▶ _Exercise_:
Print all entries word for word.

Stored items
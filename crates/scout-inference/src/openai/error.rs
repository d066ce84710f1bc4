//! OpenAI-specific error handling.

use scout_core::Error;

/// Endpoint family an error came from.
#[derive(Debug, Clone, Copy, PartialEq, Eq)]
pub enum Endpoint {
    Embeddings,
    Chat,
}

/// OpenAI-specific error codes.
#[derive(Debug, Clone, Copy, PartialEq, Eq)]
pub enum OpenAIErrorCode {
    /// Invalid authentication credentials.
    AuthenticationError,
    /// Rate limit or quota exceeded.
    RateLimitExceeded,
    /// Model not found or not available.
    ModelNotFound,
    /// Request too large.
    ContextLengthExceeded,
    /// Server error.
    ServerError,
    /// Unknown error.
    Unknown,
}

impl OpenAIErrorCode {
    /// Determine error code from HTTP status and error type.
    pub fn from_response(status: u16, error_type: &str) -> Self {
        match (status, error_type) {
            (401, _) => Self::AuthenticationError,
            (429, _) => Self::RateLimitExceeded,
            (404, _) | (_, "model_not_found") => Self::ModelNotFound,
            (400, _) if error_type.contains("context_length") => Self::ContextLengthExceeded,
            (500..=599, _) => Self::ServerError,
            _ => Self::Unknown,
        }
    }

    /// Check if this error is retryable.
    pub fn is_retryable(&self) -> bool {
        matches!(self, Self::RateLimitExceeded | Self::ServerError)
    }
}

/// Convert an OpenAI failure into a scout error for the given endpoint.
///
/// Credential and model errors are configuration problems. Everything else
/// is a channel failure that the pipeline can degrade around.
pub fn to_scout_error(endpoint: Endpoint, code: OpenAIErrorCode, message: &str) -> Error {
    match code {
        OpenAIErrorCode::AuthenticationError => {
            Error::Config(format!("Authentication failed: {}", message))
        }
        OpenAIErrorCode::ModelNotFound => Error::Config(format!("Model not found: {}", message)),
        _ => {
            let detail = match code {
                OpenAIErrorCode::RateLimitExceeded => format!("Rate limit exceeded: {}", message),
                OpenAIErrorCode::ContextLengthExceeded => format!("Context too long: {}", message),
                OpenAIErrorCode::ServerError => format!("Server error: {}", message),
                _ => message.to_string(),
            };
            match endpoint {
                Endpoint::Embeddings => Error::EmbeddingFailure(detail),
                Endpoint::Chat => Error::TranslationFailure(detail),
            }
        }
    }
}

#[cfg(test)]
mod tests {
    use super::*;

    #[test]
    fn test_error_code_from_status() {
        assert_eq!(
            OpenAIErrorCode::from_response(401, "invalid_api_key"),
            OpenAIErrorCode::AuthenticationError
        );
        assert_eq!(
            OpenAIErrorCode::from_response(429, "insufficient_quota"),
            OpenAIErrorCode::RateLimitExceeded
        );
        assert_eq!(
            OpenAIErrorCode::from_response(400, "context_length_exceeded"),
            OpenAIErrorCode::ContextLengthExceeded
        );
        assert_eq!(
            OpenAIErrorCode::from_response(503, "overloaded"),
            OpenAIErrorCode::ServerError
        );
    }

    #[test]
    fn test_retryable_codes() {
        assert!(OpenAIErrorCode::RateLimitExceeded.is_retryable());
        assert!(OpenAIErrorCode::ServerError.is_retryable());
        assert!(!OpenAIErrorCode::AuthenticationError.is_retryable());
    }

    #[test]
    fn test_endpoint_selects_error_kind() {
        let embed = to_scout_error(Endpoint::Embeddings, OpenAIErrorCode::ServerError, "boom");
        assert!(matches!(embed, Error::EmbeddingFailure(_)));
        let chat = to_scout_error(Endpoint::Chat, OpenAIErrorCode::RateLimitExceeded, "slow down");
        assert!(matches!(chat, Error::TranslationFailure(ref m) if m.contains("slow down")));
        let auth = to_scout_error(Endpoint::Chat, OpenAIErrorCode::AuthenticationError, "bad key");
        assert!(matches!(auth, Error::Config(_)));
    }
}
#[cfg(feature = "opencv-backend")]
pub mod opencv_cascade_detector;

▶ _Response to the task_:
filename crates/scout-inference/src/openai/error.rs
repository d066ce84710f1bc4
//! OpenAI-specific error handling.

use scout_core::Error;

/// Endpoint family an error came from.
#[derive(Debug, Clone, Copy, PartialEq, Eq)]
pub enum Endpoint {
    Embeddings,
    Chat,
}

/// OpenAI-specific error codes.
#[derive(Debug, Clone, Copy, PartialEq, Eq)]
pub enum OpenAIErrorCode {
    /// Invalid authentication credentials.
    AuthenticationError,
    /// Rate limit or quota exceeded.
    RateLimitExceeded,
    /// Model not found or not available.
    ModelNotFound,
    /// Request too large.
    ContextLengthExceeded,
    /// Server error.
    ServerError,
    /// Unknown error.
    Unknown,
}

impl OpenAIErrorCode {
    /// Determine error code from HTTP status and error type.
    pub fn from_response(status: u16, error_type: &str) -> Self {
        match (status, error_type) {
            (401, _) => Self::AuthenticationError,
            (429, _) => Self::RateLimitExceeded,
            (404, _) | (_, "model_not_found") => Self::ModelNotFound,
            (400, _) if error_type.contains("context_length") => Self::ContextLengthExceeded,
            (500..=599, _) => Self::ServerError,
            _ => Self::Unknown,
        }
    }

    /// Check if this error is retryable.
    pub fn is_retryable(&self) -> bool {
        matches!(self, Self::RateLimitExceeded | Self::ServerError)
    }
}

/// Convert an OpenAI failure into a scout error for the given endpoint.
///
/// Credential and model errors are configuration problems. Everything else
/// is a channel failure that the pipeline can degrade around.
pub fn to_scout_error(endpoint: Endpoint, code: OpenAIErrorCode, message: &str) -> Error {
    match code {
        OpenAIErrorCode::AuthenticationError => {
            Error::Config(format!("Authentication failed: {}", message))
        }
        OpenAIErrorCode::ModelNotFound => Error::Config(format!("Model not found: {}", message)),
        _ => {
            let detail = match code {
                OpenAIErrorCode::RateLimitExceeded => format!("Rate limit exceeded: {}", message),
                OpenAIErrorCode::ContextLengthExceeded => format!("Context too long: {}", message),
                OpenAIErrorCode::ServerError => format!("Server error: {}", message),
                _ => message.to_string(),
            };
            match endpoint {
                Endpoint::Embeddings => Error::EmbeddingFailure(detail),
                Endpoint::Chat => Error::TranslationFailure(detail),
            }
        }
    }
}

#[cfg(test)]
mod tests {
    use super::*;

    #[test]
    fn test_error_code_from_status() {
        assert_eq!(
            OpenAIErrorCode::from_response(401, "invalid_api_key"),
            OpenAIErrorCode::AuthenticationError
        );
        assert_eq!(
            OpenAIErrorCode::from_response(429, "insufficient_quota"),
            OpenAIErrorCode::RateLimitExceeded
        );
        assert_eq!(
            OpenAIErrorCode::from_response(400, "context_length_exceeded"),
            OpenAIErrorCode::ContextLengthExceeded
        );
        assert_eq!(
            OpenAIErrorCode::from_response(503, "overloaded"),
            OpenAIErrorCode::ServerError
        );
    }

    #[test]
    fn test_retryable_codes() {
        assert!(OpenAIErrorCode::RateLimitExceeded.is_retryable());
        assert!(OpenAIErrorCode::ServerError.is_retryable());
        assert!(!OpenAIErrorCode::AuthenticationError.is_retryable());
    }

    #[test]
    fn test_endpoint_selects_error_kind() {
        let embed = to_scout_error(Endpoint::Embeddings, OpenAIErrorCode::ServerError, "boom");
        assert!(matches!(embed, Error::EmbeddingFailure(_)));
        let chat = to_scout_error(Endpoint::Chat, OpenAIErrorCode::RateLimitExceeded, "slow down");
        assert!(matches!(chat, Error::TranslationFailure(ref m) if m.contains("slow down")));
        let auth = to_scout_error(Endpoint::Chat, OpenAIErrorCode::AuthenticationError, "bad key");
        assert!(matches!(auth, Error::Config(_)));
    }
}
#[cfg(feature = "opencv-backend")]
pub mod opencv_cascade_detector;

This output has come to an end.